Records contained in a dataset
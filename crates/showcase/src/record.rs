//! Showcase data model.
//!
//! These are the shapes persisted for the site generator: one
//! [`ShowcaseRecord`] per author, serialized as camelCase JSON.

use serde::{Deserialize, Serialize};

/// What a submitted hyperlink points at.
#[derive(Debug, Clone, Copy, PartialEq, Eq, Hash, Serialize, Deserialize)]
#[serde(rename_all = "snake_case")]
pub enum LinkType {
    /// Anything that is not a GitHub profile or repository.
    Unknown,
    /// A GitHub user or organization profile.
    GithubUser,
    /// A GitHub repository.
    GithubRepo,
}

/// One hyperlink extracted from a discussion comment.
#[derive(Debug, Clone, PartialEq, Serialize, Deserialize)]
pub struct Link {
    /// The URL exactly as it appeared in the comment.
    pub url: String,
    /// Classification of the URL.
    #[serde(rename = "type")]
    pub link_type: LinkType,
    /// Live repository statistics; present only for enriched
    /// [`LinkType::GithubRepo`] links.
    #[serde(default, skip_serializing_if = "Option::is_none")]
    pub stats: Option<RepositoryStats>,
}

impl Link {
    /// Create an unenriched link.
    pub fn new(url: impl Into<String>, link_type: LinkType) -> Self {
        Self {
            url: url.into(),
            link_type,
            stats: None,
        }
    }
}

/// Live repository statistics attached to a repository link.
#[derive(Debug, Clone, PartialEq, Eq, Serialize, Deserialize)]
#[serde(rename_all = "camelCase")]
pub struct RepositoryStats {
    /// Repository name.
    pub name: String,
    /// Owner login (user or organization).
    pub owner_login: String,
    /// Owner avatar URL, when available.
    #[serde(default, skip_serializing_if = "Option::is_none")]
    pub owner_avatar_url: Option<String>,
    /// Repository description, when set.
    #[serde(default, skip_serializing_if = "Option::is_none")]
    pub description: Option<String>,
    /// URL of the originating link, not the canonical repository URL, so a
    /// renamed repository does not drift away from what the author posted.
    pub url: String,
    /// Star count.
    pub star_count: u64,
    /// Fork count.
    pub fork_count: u64,
    /// Open issue count.
    pub open_issue_count: u64,
    /// Open pull request count.
    pub open_pull_request_count: u64,
    /// Discussion count.
    pub discussion_count: u64,
    /// Mentionable user count.
    pub mentionable_user_count: u64,
}

/// The per-author aggregate persisted to the content directory.
///
/// `links` preserves first-discovery order across the whole comment
/// sequence; an author with zero links is never materialized.
#[derive(Debug, Clone, PartialEq, Serialize, Deserialize)]
pub struct ShowcaseRecord {
    /// Author login.
    pub author: String,
    /// All links the author posted, in discovery order.
    pub links: Vec<Link>,
}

Task to carry out: Whenever the word "hyperlink" shows up in a line of the entries, list that line.

Exercise answer:
/// What a submitted hyperlink points at.
/// One hyperlink extracted from a discussion comment.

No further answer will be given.